参考)傍咽頭間隙由来の腫瘍では通常、手術は口腔や顎下部からのアプローチとなる。しかし、耳下腺深腺由来の腫瘍では顔面神経温存のため経耳下腺切開が必要となる。耳下腺深葉由来の腫瘍に対して口腔や顎下部からアプローチすると顔面神経損傷をきたしやすいとされる。
しかし、顔面神経は通常の画像では描出困難。Cadaver耳下腺管に造影剤注入MRIで確認。しかし、そんなことはやってられない。
・茎乳突孔(顔面神経が側頭骨の垂直部を下降してきて耳下腺に開口するところ)に脂肪組織がある。MRIではこの脂肪組織が明瞭に見える。その中に線状構造が見える。これが顔面神経。耳下腺管はそれよりも外側を走る。
・Dailianaらによると、3D gradient echo法による茎乳突孔下方の顔面神経主幹部の描出は1.5T装置で1.5mm厚を用いると、下顎後静脈レベル、耳下腺管レベルともに7割程度病出できたと報告あり。しかし実際はそんなにはなかなか見えない。
ではどうするか?
以下の4つの指標が有名。
- 耳下腺管
- 椎体の最背側と下顎後静脈の最背側を結んだ線(The Utrecht line)
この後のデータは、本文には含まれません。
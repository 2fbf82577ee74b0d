//! Workers running as child processes speaking the protocol over stdio.

use std::path::PathBuf;
use std::process::Stdio;
use std::time::Duration;

use async_trait::async_trait;
use sandbox::{
    ExecutionRequest, ExecutionResult, Result, RuntimeLimits, SandboxError, Worker,
    WorkerLauncher,
};
use tokio::process::{Child, ChildStdin, ChildStdout, Command};
use tracing::{debug, warn};

use crate::channel::WorkerChannel;

/// Env var the `worker` subcommand reads its heap limit from.
pub const ENV_MEMORY_LIMIT: &str = "JSBOX_MEMORY_LIMIT_BYTES";
/// Env var the `worker` subcommand reads its stack limit from.
pub const ENV_MAX_STACK: &str = "JSBOX_MAX_STACK_BYTES";

const PING_TIMEOUT: Duration = Duration::from_secs(1);
const SHUTDOWN_TIMEOUT: Duration = Duration::from_secs(2);

/// How to start a worker process.
#[derive(Debug, Clone, PartialEq)]
pub struct WorkerSpec {
    pub program: PathBuf,
    pub args: Vec<String>,
    pub limits: RuntimeLimits,
    /// Budget for spawn plus handshake.
    pub startup_timeout: Duration,
}

impl WorkerSpec {
    fn command(&self) -> Command {
        let mut cmd = Command::new(&self.program);
        cmd.args(&self.args)
            .env(ENV_MEMORY_LIMIT, self.limits.memory_limit_bytes.to_string())
            .env(ENV_MAX_STACK, self.limits.max_stack_bytes.to_string())
            .stdin(Stdio::piped())
            .stdout(Stdio::piped())
            .stderr(Stdio::inherit())
            // Own process group so a kill reaches anything the worker spawned.
            .process_group(0)
            .kill_on_drop(true);
        cmd
    }
}

/// Kill the entire process group of `child` via `killpg(SIGKILL)`.
///
/// Requires the child to have been spawned with `process_group(0)` so that its
/// PGID equals its PID. No-op if the child has already been reaped.
fn kill_process_group(child: &Child) {
    if let Some(pid) = child.id()
        && let Ok(pid) = i32::try_from(pid)
    {
        let pgid = nix::unistd::Pid::from_raw(pid);
        let _ = nix::sys::signal::killpg(pgid, nix::sys::signal::Signal::SIGKILL);
    }
}

/// A worker child process.
pub struct ProcessWorker {
    id: String,
    child: Child,
    channel: WorkerChannel<ChildStdout, ChildStdin>,
}

impl ProcessWorker {
    /// Spawn a worker and wait for its handshake.
    pub async fn spawn(spec: &WorkerSpec) -> Result<Self> {
        let mut child = spec.command().spawn().map_err(|e| {
            SandboxError::SpawnFailed(format!("{}: {e}", spec.program.display()))
        })?;
        let id = format!("worker-{}", child.id().unwrap_or_default());

        let pipes = child.stdout.take().zip(child.stdin.take());
        let Some((stdout, stdin)) = pipes else {
            kill_process_group(&child);
            let _ = child.wait().await;
            return Err(SandboxError::SpawnFailed("worker stdio not piped".into()));
        };

        match WorkerChannel::connect(stdout, stdin, spec.startup_timeout).await {
            Ok(channel) => {
                debug!(worker_id = %id, "worker ready");
                Ok(Self { id, child, channel })
            }
            Err(e) => {
                warn!(worker_id = %id, error = %e, "worker handshake failed");
                kill_process_group(&child);
                let _ = child.wait().await;
                Err(e)
            }
        }
    }
}

#[async_trait]
impl Worker for ProcessWorker {
    fn id(&self) -> &str {
        &self.id
    }

    async fn execute(&mut self, request: &ExecutionRequest) -> Result<ExecutionResult> {
        self.channel.exec(request).await
    }

    async fn ping(&mut self) -> Result<()> {
        self.channel.ping(PING_TIMEOUT).await
    }

    async fn shutdown(&mut self) -> Result<()> {
        if self.channel.shutdown(SHUTDOWN_TIMEOUT).await
            && let Ok(status) = tokio::time::timeout(SHUTDOWN_TIMEOUT, self.child.wait()).await
        {
            let status = status?;
            debug!(worker_id = %self.id, ?status, "worker exited");
            return Ok(());
        }
        warn!(worker_id = %self.id, "worker did not shut down gracefully, killing");
        self.kill().await
    }

    async fn kill(&mut self) -> Result<()> {
        kill_process_group(&self.child);
        let status = self.child.wait().await?;
        debug!(worker_id = %self.id, ?status, "worker killed");
        Ok(())
    }
}

impl Drop for ProcessWorker {
    fn drop(&mut self) {
        // kill_on_drop only reaches the direct child.
        kill_process_group(&self.child);
    }
}

/// Launches [`ProcessWorker`]s from a [`WorkerSpec`].
pub struct ProcessLauncher {
    spec: WorkerSpec,
}

impl ProcessLauncher {
    pub fn new(spec: WorkerSpec) -> Self {
        Self { spec }
    }
}

#[async_trait]
impl WorkerLauncher for ProcessLauncher {
    fn name(&self) -> &str {
        "process"
    }

    async fn launch(&self) -> Result<Box<dyn Worker>> {
        let worker = ProcessWorker::spawn(&self.spec).await?;
        Ok(Box::new(worker))
    }
}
- 顎二腹筋後腹と下顎枝を結んだ線(Facial nerve line) があるがいずれも煩雑。
- 下顎後静脈:これが最も簡便でよい。
下顎後静脈
・顔面神経主幹は側頭骨の茎乳突孔から耳下腺に入り、耳下腺内顔面神経は下顎後静脈の外側を走行。
・下顎後静脈を指標として浅葉と深葉を区分。
・非常に簡便な指標として以前から使用されている。
▶動画による下顎後静脈の同定
耳下腺腫瘍の質的診断
- 多形腺腫
- ワルチン腫瘍
- その他の腫瘍性病変
-
- 良性腫瘍:神経鞘腫、血管腫・リンパ管腫、脂肪腫、単形腺腫・筋上皮腫、オンコサイトーマ
- 悪性腫瘍:粘表皮腫、腺房細胞腫、腺様嚢胞腫、唾液腺導管癌、悪性リンパ腫
- 良性病変:木村病、シェーグレン症候群、サルコイドーシス、リンパ上皮性病変、鰓弓性の右方、耳下腺気腫
鑑別は多く見えますが、実際は耳下腺腫瘍の70%は多形腺腫。なので怖がることはありません。さらにワルチン腫瘍が15%を占めます。残り15%がその他の腫瘍性病変です。
耳下腺腫瘍の質的診断
・悪性は良性と比較してT2強調像で低信号の傾向あり。
・また腺様嚢胞癌では高信号が多い。
・なので、信号強度だけでは、良悪性の鑑別は難しい。
耳下腺腫瘍の80%ルール
・全唾液腺腫瘍の80%は耳下腺腫瘍である。
・耳下腺腫瘍の80%は良性腫瘍である。
・良性腫瘍の80%は多形腺腫である。
・耳下腺腫瘍の80%は浅葉発生である。
・頭頸部に生じる多形腺腫の80%は耳下腺原発である。